Perseverando

06.05.2017

De las personas que habían pasado por la casa de Lucía, había una que se destacaba por su belleza interior: Tiziana, una viejecita, profesora de música, que todos los jueves enseñaba canto a los niños que merendaban en el improvisado comedor de Lucía.

Tiziana había llegado al amor de su vida gracias a sus lecciones de piano. A las lecciones acudió por obligación, al amor, por perseverancia. Una de sus primas ricas había recibido como regalo de quince años un imponente piano de cola, blanco, hermoso, pero ni la quinceañera, ni sus hermanos tenían intenciones de sacar la más mínima nota de ese instrumento. Antes de que el pobre piano se convirtiera en un bello pero inútil adorno, en el medio del salón de la señorial casa de la estancia de los Martínez Esquerro, fue cedido a Tiziana, quien en realidad ni siquiera alcanzó a averiguar si deseaba aprender piano; su madre exclamó un contundente "aprenderás". Por imposición comenzó, a los doce años, a meterse en el do-re-mi-mi-fa-sol-la-si con el que insistía un viejo pianista, frente a un amarillento teclado, en uno de los salones del hotel más coqueto de la ciudad.

La niña miraba distraída a su profesor pero muy atenta a lo que ocurría en el hall del hotel, donde un joven de unos veinte años se paseaba enfundado en impecable traje de hilo y corbata de seda.
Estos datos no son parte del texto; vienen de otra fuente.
//! Request/response track: everything that goes over `/api/...`.

use async_trait::async_trait;
use reqwest::{Response, Url};
use serde_json::{Map, Value};

use super::clock::TimeSource;
use crate::config::ConnectionConfig;
use crate::error::CommError;
use crate::macros::{Macro, MacroRef, Origin};
use crate::time::Timestamp;

pub struct RestClient {
    http: reqwest::Client,
    base: Url,
}

impl RestClient {
    pub fn new(config: &ConnectionConfig) -> Result<Self, CommError> {
        let base = Url::parse(&config.base_url())
            .map_err(|e| CommError::Unavailable(format!("bad controller address: {e}")))?;
        let http = reqwest::Client::builder()
            .user_agent(concat!("gcode-debugger/", env!("CARGO_PKG_VERSION")))
            .timeout(config.request_timeout())
            .build()
            .map_err(transport)?;
        Ok(Self { http, base })
    }

    fn url(&self, segments: &[&str]) -> Result<Url, CommError> {
        let mut url = self.base.clone();
        url.path_segments_mut()
            .map_err(|_| CommError::Unavailable("controller URL cannot carry a path".into()))?
            .clear()
            .extend(segments);
        Ok(url)
    }

    async fn put_empty(&self, segments: &[&str]) -> Result<(), CommError> {
        let response = self.http.put(self.url(segments)?).send().await.map_err(transport)?;
        check(response).await?;
        Ok(())
    }

    /// Full controller state, merged into the channel after (re)connect.
    pub async fn state(&self) -> Result<Map<String, Value>, CommError> {
        let response = self.http.get(self.url(&["api", "state"])?).send().await.map_err(transport)?;
        let value: Value = check(response).await?.json().await.map_err(transport)?;
        match value {
            Value::Object(map) => Ok(map),
            other => Err(CommError::Rejected(format!("unexpected state payload: {other}"))),
        }
    }

    /// `/api/time`, falling back to the `Date` header of `HEAD /`.
    pub async fn time(&self) -> Result<Timestamp, CommError> {
        let primary = match self.http.get(self.url(&["api", "time"])?).send().await {
            Ok(response) if response.status().is_success() => {
                let body = response.text().await.unwrap_or_default();
                parse_time_body(&body).ok_or_else(|| format!("unparseable time {body:?}"))
            }
            Ok(response) => Err(format!("HTTP {}", response.status().as_u16())),
            Err(e) => Err(e.to_string()),
        };
        let primary_err = match primary {
            Ok(ts) => return Ok(ts),
            Err(e) => e,
        };
        tracing::debug!("time query failed ({primary_err}), trying Date header");

        let response = self
            .http
            .head(self.url(&[])?)
            .send()
            .await
            .map_err(|e| CommError::Unavailable(format!("{primary_err}; fallback: {e}")))?;
        response
            .headers()
            .get(reqwest::header::DATE)
            .and_then(|v| v.to_str().ok())
            .and_then(Timestamp::parse_http_date)
            .ok_or_else(|| {
                CommError::Unavailable(format!("{primary_err}; fallback: no usable Date header"))
            })
    }

    pub async fn list_macros(&self) -> Result<Vec<MacroRef>, CommError> {
        let response = self.http.get(self.url(&["api", "macros"])?).send().await.map_err(transport)?;
        let value: Value = check(response).await?.json().await.map_err(transport)?;
        Ok(normalize_listing(&value))
    }

    pub async fn download_macro(&self, name: &str) -> Result<Macro, CommError> {
        let response = self
            .http
            .get(self.url(&["api", "macros", name])?)
            .send()
            .await
            .map_err(transport)?;
        let response = check(response).await?;
        let header_time = response
            .headers()
            .get(reqwest::header::LAST_MODIFIED)
            .and_then(|v| v.to_str().ok())
            .and_then(Timestamp::parse_http_date);
        let body = response.text().await.map_err(transport)?;
        Ok(parse_macro_body(name, &body, header_time))
    }

    pub async fn upload_macro(&self, name: &str, content: &str) -> Result<(), CommError> {
        let response = self
            .http
            .put(self.url(&["api", "macros", name])?)
            .json(&serde_json::json!({ "name": name, "content": content }))
            .send()
            .await
            .map_err(transport)?;
        check(response).await?;
        Ok(())
    }

    pub async fn delete_macro(&self, name: &str) -> Result<(), CommError> {
        let response = self
            .http
            .delete(self.url(&["api", "macros", name])?)
            .send()
            .await
            .map_err(transport)?;
        check(response).await?;
        Ok(())
    }

    pub async fn estop(&self) -> Result<(), CommError> {
        self.put_empty(&["api", "estop"]).await
    }

    pub async fn clear(&self) -> Result<(), CommError> {
        self.put_empty(&["api", "clear"]).await
    }

    pub async fn pause(&self) -> Result<(), CommError> {
        self.put_empty(&["api", "pause"]).await
    }

    pub async fn unpause(&self) -> Result<(), CommError> {
        self.put_empty(&["api", "unpause"]).await
    }

    pub async fn stop(&self) -> Result<(), CommError> {
        self.put_empty(&["api", "stop"]).await
    }
}

#[async_trait]
impl TimeSource for RestClient {
    async fn controller_time(&self) -> Result<Timestamp, CommError> {
        self.time().await
    }
}

fn transport(e: reqwest::Error) -> CommError {
    if e.is_timeout() {
        CommError::Timeout
    } else {
        CommError::Unavailable(e.to_string())
    }
}

async fn check(response: Response) -> Result<Response, CommError> {
    let status = response.status();
    if status.is_success() {
        return Ok(response);
    }
    let body = response.text().await.unwrap_or_default();
    let body = body.trim();
    Err(CommError::Rejected(if body.is_empty() {
        format!("HTTP {}", status.as_u16())
    } else {
        format!("HTTP {}: {body}", status.as_u16())
    }))
}

// ── Payload normalization ──────────────────────────────────────────

/// Accepts a JSON array of entries, an object wrapping one under
/// `files`/`macros`, or an object keyed by macro name.
pub fn normalize_listing(value: &Value) -> Vec<MacroRef> {
    match value {
        Value::Array(items) => items.iter().filter_map(|item| listing_entry(item, None)).collect(),
        Value::Object(map) => {
            for key in ["files", "macros"] {
                if let Some(Value::Array(items)) = map.get(key) {
                    return items.iter().filter_map(|item| listing_entry(item, None)).collect();
                }
            }
            map.iter()
                .filter_map(|(name, item)| listing_entry(item, Some(name)))
                .collect()
        }
        _ => Vec::new(),
    }
}

fn listing_entry(item: &Value, key: Option<&str>) -> Option<MacroRef> {
    match item {
        Value::Object(fields) => {
            if fields.get("type").and_then(Value::as_str) == Some("directory") {
                return None;
            }
            let name = fields.get("name").and_then(Value::as_str).or(key)?;
            let modified_at = match ["modified", "modified_at", "mtime"]
                .iter()
                .find_map(|k| fields.get(*k))
            {
                Some(value) => parse_modified(value).unwrap_or_else(|| {
                    tracing::warn!("macro {name}: unusable modification time {value}");
                    Timestamp::default()
                }),
                None => Timestamp::default(),
            };
            Some(MacroRef { name: name.to_string(), modified_at })
        }
        Value::String(name) if key.is_none() => Some(MacroRef {
            name: name.clone(),
            modified_at: Timestamp::default(),
        }),
        other => key.map(|name| MacroRef {
            name: name.to_string(),
            modified_at: parse_modified(other).unwrap_or_default(),
        }),
    }
}

// Unix seconds and milliseconds overlap nowhere near the present day.
const MILLIS_THRESHOLD: f64 = 1e11;

/// Unix seconds (int or float), unix milliseconds, or ISO-8601 text.
pub fn parse_modified(value: &Value) -> Option<Timestamp> {
    match value {
        Value::Number(n) => {
            let n = n.as_f64()?;
            let ms = if n.abs() >= MILLIS_THRESHOLD { n } else { n * 1000.0 };
            Timestamp::from_unix_millis_f64(ms)
        }
        Value::String(s) => match s.trim().parse::<f64>() {
            Ok(n) => parse_modified(&Value::from(n)),
            Err(_) => Timestamp::parse_iso8601(s),
        },
        _ => None,
    }
}

fn parse_time_body(body: &str) -> Option<Timestamp> {
    match serde_json::from_str::<Value>(body.trim()) {
        Ok(Value::Object(map)) => map.get("time").and_then(parse_modified),
        Ok(other) => parse_modified(&other),
        Err(_) => Timestamp::parse_iso8601(body),
    }
}

/// Download bodies are raw text, `{content}`, or `{commands: [...]}`.
pub fn parse_macro_body(name: &str, body: &str, header_time: Option<Timestamp>) -> Macro {
    let mut content = body.to_string();
    let mut modified_at = header_time;

    match serde_json::from_str::<Value>(body) {
        Ok(Value::Object(map)) => {
            if let Some(text) = map.get("content").and_then(Value::as_str) {
                content = text.to_string();
            } else if let Some(Value::Array(commands)) = map.get("commands") {
                content = commands
                    .iter()
                    .map(|c| c.as_str().map(str::to_string).unwrap_or_else(|| c.to_string()))
                    .collect::<Vec<_>>()
                    .join("\n");
            }
            if let Some(ts) = map.get("modified").and_then(parse_modified) {
                modified_at = Some(ts);
            }
        }
        Ok(Value::String(text)) => content = text,
        _ => {}
    }

    Macro {
        name: name.to_string(),
        content,
        origin: Origin::Controller,
        modified_at: modified_at.unwrap_or_default(),
    }
}

#[cfg(test)]
mod tests {
    use super::*;
    use crate::time::ClockOffset;
    use serde_json::json;

    fn names(refs: &[MacroRef]) -> Vec<&str> {
        let mut names: Vec<&str> = refs.iter().map(|r| r.name.as_str()).collect();
        names.sort();
        names
    }

    #[test]
    fn test_listing_array_shape() {
        let refs = normalize_listing(&json!([
            {"name": "probe", "modified": 1_700_000_000},
            {"name": "park", "modified": 1_700_000_000_500i64},
            {"name": "sub", "type": "directory"},
            "bare"
        ]));
        assert_eq!(names(&refs), vec!["bare", "park", "probe"]);
        let probe = refs.iter().find(|r| r.name == "probe").unwrap();
        assert_eq!(probe.modified_at.as_unix_millis(), 1_700_000_000_000);
        let park = refs.iter().find(|r| r.name == "park").unwrap();
        assert_eq!(park.modified_at.as_unix_millis(), 1_700_000_000_500);
    }

    #[test]
    fn test_listing_wrapped_and_keyed_shapes() {
        let wrapped = normalize_listing(&json!({"macros": [{"name": "a", "modified": "2025-01-01T00:00:00Z"}]}));
        assert_eq!(wrapped[0].modified_at.as_unix_millis(), 1_735_689_600_000);

        let keyed = normalize_listing(&json!({
            "home": {"modified": 1_700_000_000.25},
            "zero": 1_700_000_100
        }));
        assert_eq!(names(&keyed), vec!["home", "zero"]);
        let home = keyed.iter().find(|r| r.name == "home").unwrap();
        assert_eq!(home.modified_at.as_unix_millis(), 1_700_000_000_250);
    }

    #[test]
    fn test_listing_with_absurd_time_is_not_fatal() {
        let refs = normalize_listing(&json!([
            {"name": "m", "modified": 1e300},
            {"name": "n", "modified": "99999-01-01T00:00:00Z"}
        ]));
        assert_eq!(names(&refs), vec!["m", "n"]);
        for entry in &refs {
            assert_eq!(entry.modified_at, Timestamp::default());
            assert_eq!(entry.modified_at.corrected(ClockOffset::from_millis(5)).as_unix_millis(), 5);
        }
        assert!(parse_modified(&json!(-1e300)).is_none());
        assert!(parse_modified(&json!("1e300")).is_none());
    }

    #[test]
    fn test_macro_body_shapes() {
        assert_eq!(parse_macro_body("m", "G0 X1\nG0 Y1", None).content, "G0 X1\nG0 Y1");
        assert_eq!(parse_macro_body("m", r#"{"content": "M5"}"#, None).content, "M5");
        let from_commands = parse_macro_body("m", r#"{"commands": ["G21", "G90"], "modified": 1700000000}"#, None);
        assert_eq!(from_commands.content, "G21\nG90");
        assert_eq!(from_commands.modified_at.as_unix_millis(), 1_700_000_000_000);
        assert_eq!(from_commands.origin, Origin::Controller);
    }

    #[test]
    fn test_time_body() {
        assert_eq!(
            parse_time_body("2025-01-01T00:00:00Z").map(Timestamp::as_unix_millis),
            Some(1_735_689_600_000)
        );
        assert_eq!(
            parse_time_body(r#""2025-01-01T00:00:00Z""#).map(Timestamp::as_unix_millis),
            Some(1_735_689_600_000)
        );
        assert_eq!(
            parse_time_body(r#"{"time": 1735689600}"#).map(Timestamp::as_unix_millis),
            Some(1_735_689_600_000)
        );
        assert!(parse_time_body("soon").is_none());
    }

    #[test]
    fn test_urls_encode_names() {
        let client = RestClient::new(&ConnectionConfig {
            host: "cnc".into(),
            ..ConnectionConfig::default()
        })
        .unwrap();
        let url = client.url(&["api", "macros", "tool change"]).unwrap();
        assert_eq!(url.as_str(), "http://cnc/api/macros/tool%20change");
    }
}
El joven, huésped permanente del hotel, era Salvador, un espigado descendiente de sirios, de nariz finita, ojos verde jade, bucles que intentaba dominar con espesa gomina y mirada de moro en celo. Por supuesto Salvador no reparó ni por un minuto en la adolescente flacucha y tímida, sentada al piano, en un rincón del salón contiguo.

Los años pasaron, Tiziana siguió insistiendo con sus lecciones, más interesada en volver a ver el incendio de la mirada de Salvador, que en la pasión de Chopin. Él desapareció junto con la empresa que lo había contratado, pero cuando Tiziana estaba a punto de recibirse de profesora, a los dieciocho años, regresó y se hospedó en el mismo hotel. La desgarbada figura de Tiziana había dado paso a un cuerpo esbelto, de caderas generosas y espalda erguida, en la que se desparramaba una melena renegrida, brillante. Ella atravesaba el hall, abrazada a sus partituras, en el momento que Salvador bajaba los últimos escalones frente a la puerta del salón de la improvisada academia de música. La mirada jade se cruzó con la mirada morena y el flechazo fue inevitable. Ese día Tiziana ensayó por inercia. Salvador, quien faltó a la reunión de su nueva empresa, le quemaba la nuca con una incontrolable contemplación ansiosa, totalmente eclipsado. Para cuando Tiziana paseaba por la plaza frente al hotel, del brazo de su amado, el piano de cola sintió que había cumplido su cometido, aunque la música fuera lo menos importante en su historia.

"Tanta determinación en la madre y tanta fragilidad en la hija", pensó Clara, recordando a Irina, la hija de Tiziana y su dulce amiga de tantos fines de semana en las sierras.

Irina, era una muñeca rubia, de cuerpo menudo y ojos verdes y grandes. Una adolescente con la cronología de un medio siglo que parecía no haber vivido, sino simplemente sobrevolado. De dulzura infinita y gestos casi incorpóreos, flotaba entre la gente, con pasitos breves y andar de hada. Su corazón era demasiado generoso para un mundo insidioso, culpabilizante. "¿Qué habrá sido de ella? Espero que el mundo no le haya contaminado su alma pura", pensó Clara.